Public Service Fellowship

Meet Our Graduate Fellows

While the HCNY Foundation started with a focus on providing scholarship funds for Harvard College students, it has since expanded its activities.

Assistant Commissioner Ron Wilhelmy

As the son of police officer seriously injured in the line of duty, Ron took to public service at an early age. He volunteered for his local fire department at age fifteen. Then, the day he turned seventeen, he enlisted in the U.S. Army through a special program that allowed him to attend boot camp during the summer between eleventh and twelfth grades. After high school graduation, he spent the summer training as an army medic—a skill he later put to good use working in Harlem as a New York City emergency medical technician.
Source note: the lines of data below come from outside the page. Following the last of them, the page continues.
use crate::CoreResult;

use std::sync::atomic::{AtomicU64, Ordering};

use async_trait::async_trait;
use tracing::debug;

/// Process-wide count of jobs in progress, owned outside the controller.
#[async_trait]
pub trait ProgressCounter: Send + Sync {
    /// Increment on `true`, decrement on `false`.
    async fn update(&self, increment: bool) -> CoreResult<()>;

    /// Current value.
    fn current(&self) -> u64;
}

/// In-process counter. Decrements saturate at zero.
#[derive(Debug, Default)]
pub struct AtomicProgress {
    value: AtomicU64,
}

impl AtomicProgress {
    /// Counter starting at zero.
    pub fn new() -> Self {
        Self::default()
    }
}

#[async_trait]
impl ProgressCounter for AtomicProgress {
    async fn update(&self, increment: bool) -> CoreResult<()> {
        let previous = if increment {
            self.value.fetch_add(1, Ordering::SeqCst)
        } else {
            self.value
                .fetch_update(Ordering::SeqCst, Ordering::SeqCst, |v| Some(v.saturating_sub(1)))
                .unwrap_or_default()
        };
        debug!(previous, increment, "Progress counter updated");
        Ok(())
    }

    fn current(&self) -> u64 {
        self.value.load(Ordering::SeqCst)
    }
}
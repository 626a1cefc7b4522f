use crate::config::{
    default_capture_program, default_raw_extension, default_recording_args, default_rtmp_args,
    default_startup_poll_ms, default_stop_input,
};

use room_recorder_core::CaptureSettings;

use std::{path::Path, time::Duration};

use serde::{Deserialize, Serialize};

/// External capture program launched for every job.
///
/// Argument templates may use `{room_id}`, `{room_sid}`, `{room_table_id}`,
/// `{recording_id}`, `{recorder_id}` and `{output}`.
#[derive(Debug, Clone, Serialize, Deserialize)]
pub struct CaptureConfig {
    /// Capture program.
    #[serde(default = "default_capture_program")]
    pub program: String,
    /// Argument templates for recordings.
    #[serde(default = "default_recording_args")]
    pub recording_args: Vec<String>,
    /// Argument templates for RTMP relays.
    #[serde(default = "default_rtmp_args")]
    pub rtmp_args: Vec<String>,
    /// Extension of raw recording files.
    #[serde(default = "default_raw_extension")]
    pub raw_extension: String,
    /// Line written to the program's stdin to stop it. The program is
    /// killed instead when this is empty.
    #[serde(default = "default_stop_input")]
    pub stop_input: Option<String>,
    /// How often the raw file is checked before reporting a start.
    #[serde(default = "default_startup_poll_ms")]
    pub startup_poll_ms: u64,
}

impl Default for CaptureConfig {
    fn default() -> Self {
        Self {
            program: default_capture_program(),
            recording_args: default_recording_args(),
            rtmp_args: default_rtmp_args(),
            raw_extension: default_raw_extension(),
            stop_input: default_stop_input(),
            startup_poll_ms: default_startup_poll_ms(),
        }
    }
}

impl CaptureConfig {
    /// Engine settings writing recordings under `storage_root`.
    pub fn settings(&self, storage_root: &Path) -> CaptureSettings {
        CaptureSettings {
            program: self.program.clone(),
            recording_args: self.recording_args.clone(),
            rtmp_args: self.rtmp_args.clone(),
            raw_extension: self.raw_extension.clone(),
            stop_input: self
                .stop_input
                .as_deref()
                .filter(|input| !input.is_empty())
                .map(|input| format!("{}\n", input)),
            storage_root: storage_root.to_path_buf(),
            startup_poll: Duration::from_millis(self.startup_poll_ms),
        }
    }
}
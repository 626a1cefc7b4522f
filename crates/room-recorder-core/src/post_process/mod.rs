//! Finalization of raw recording files.

mod hook_payload;
mod pipeline;
mod relative_path;
mod settings;

pub use {
    hook_payload::HookPayload,
    pipeline::{FinalArtifact, PostProcessor},
    relative_path::{relative_to_root, strip_literal_prefix},
    settings::PostProcessSettings,
};

/// Bytes per reported megabyte.
pub const BYTES_PER_MB: f32 = 1_000_000.0;

/// Truncate (not round) to two decimal places.
pub fn truncate_two_decimals(value: f32) -> f32 {
    (value * 100.0).trunc() / 100.0
}
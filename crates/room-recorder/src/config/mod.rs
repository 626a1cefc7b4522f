mod capture_config;
#[allow(clippy::module_inception)]
mod config;
mod coordinator_config;
mod encoder_config;
mod logging_config;
mod recorder_config;
mod server_config;

pub(crate) use {
    capture_config::CaptureConfig, config::Config, coordinator_config::CoordinatorConfig,
    encoder_config::EncoderConfig, logging_config::LoggingConfig, recorder_config::RecorderConfig,
    server_config::ServerConfig,
};

use std::path::PathBuf;

pub(crate) const DEFAULT_HOST: &str = "127.0.0.1";
pub(crate) const DEFAULT_PORT: u16 = 7878;
pub(crate) const DEFAULT_STORAGE_ROOT: &str = "./recordings";
pub(crate) const DEFAULT_POST_MP4_CONVERT: bool = true;
pub(crate) const DEFAULT_ENCODER_PROGRAM: &str = "ffmpeg";
pub(crate) const DEFAULT_PRE_INPUT: &str = "-hide_banner -loglevel error";
pub(crate) const DEFAULT_POST_INPUT: &str = "-c copy -movflags faststart";
pub(crate) const DEFAULT_CAPTURE_PROGRAM: &str = "ffmpeg";
pub(crate) const DEFAULT_RAW_EXTENSION: &str = "mkv";
pub(crate) const DEFAULT_STOP_INPUT: &str = "q";
pub(crate) const DEFAULT_STARTUP_POLL_MS: u64 = 500;
pub(crate) const DEFAULT_LOG_LEVEL: &str = "info";

pub(crate) fn default_host() -> String {
    DEFAULT_HOST.to_string()
}

pub(crate) fn default_port() -> u16 {
    DEFAULT_PORT
}

pub(crate) fn default_storage_root() -> PathBuf {
    PathBuf::from(DEFAULT_STORAGE_ROOT)
}

pub(crate) fn default_post_mp4_convert() -> bool {
    DEFAULT_POST_MP4_CONVERT
}

pub(crate) fn default_encoder_program() -> String {
    DEFAULT_ENCODER_PROGRAM.to_string()
}

pub(crate) fn default_pre_input() -> String {
    DEFAULT_PRE_INPUT.to_string()
}

pub(crate) fn default_post_input() -> String {
    DEFAULT_POST_INPUT.to_string()
}

pub(crate) fn default_capture_program() -> String {
    DEFAULT_CAPTURE_PROGRAM.to_string()
}

pub(crate) fn default_recording_args() -> Vec<String> {
    [
        "-hide_banner",
        "-loglevel",
        "error",
        "-i",
        "rtmp://127.0.0.1/live/{room_id}",
        "-c",
        "copy",
        "{output}",
    ]
    .into_iter()
    .map(String::from)
    .collect()
}

pub(crate) fn default_rtmp_args() -> Vec<String> {
    [
        "-hide_banner",
        "-loglevel",
        "error",
        "-i",
        "rtmp://127.0.0.1/live/{room_id}",
        "-c",
        "copy",
        "-f",
        "flv",
        "rtmp://127.0.0.1/relay/{room_id}",
    ]
    .into_iter()
    .map(String::from)
    .collect()
}

pub(crate) fn default_raw_extension() -> String {
    DEFAULT_RAW_EXTENSION.to_string()
}

pub(crate) fn default_stop_input() -> Option<String> {
    Some(DEFAULT_STOP_INPUT.to_string())
}

pub(crate) fn default_startup_poll_ms() -> u64 {
    DEFAULT_STARTUP_POLL_MS
}

pub(crate) fn default_log_level() -> String {
    DEFAULT_LOG_LEVEL.to_string()
}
But Ron says none of these early endeavors compare to the public contributions he has been able to make as a member of the New York City Police Department. Ron realized his childhood dream of joining the ranks of the NYPD in 1996. He has since worked in a variety of assignments throughout the city. He spent his first years at the 52nd Precinct where he worked on patrol and in various details including Domestic Violence, Street Narcotics Enforcement, and Anti-Crime. With six years of hard work graciously recognized, he was transferred to the Precinct Detective Squad, promoted to detective, and shortly thereafter assigned to the squad’s Homicide team—a position Ron cites as both his most demanding and rewarding assignment.

Upon promotion to sergeant in 2004, Ron was assigned to the 47th precinct where he was tasked with managing a spike in auto theft complaints. Ron devised and implemented a comprehensive strategy which contributed to a 22 percent decline in auto theft reports over the subsequent six months. The following year, Ron was transferred to the Internal Affairs Bureau where he conducted several high-profile investigations. Ron credits his time conducting internal investigations in IAB for the insight he obtained into a particularly pernicious side effect of police work: officer stress. To that end, Ron passed a rigorous interview process and training program to counsel afflicted officers as a volunteer with the officer support program POPPA (Police Officers Providing Peer Assistance).

Since 2007 Ron has supervised investigations within the department’s Organized Crime Control Bureau. He has spent time in the Auto Crime and Narcotics divisions as well as the bureau’s Investigations Unit.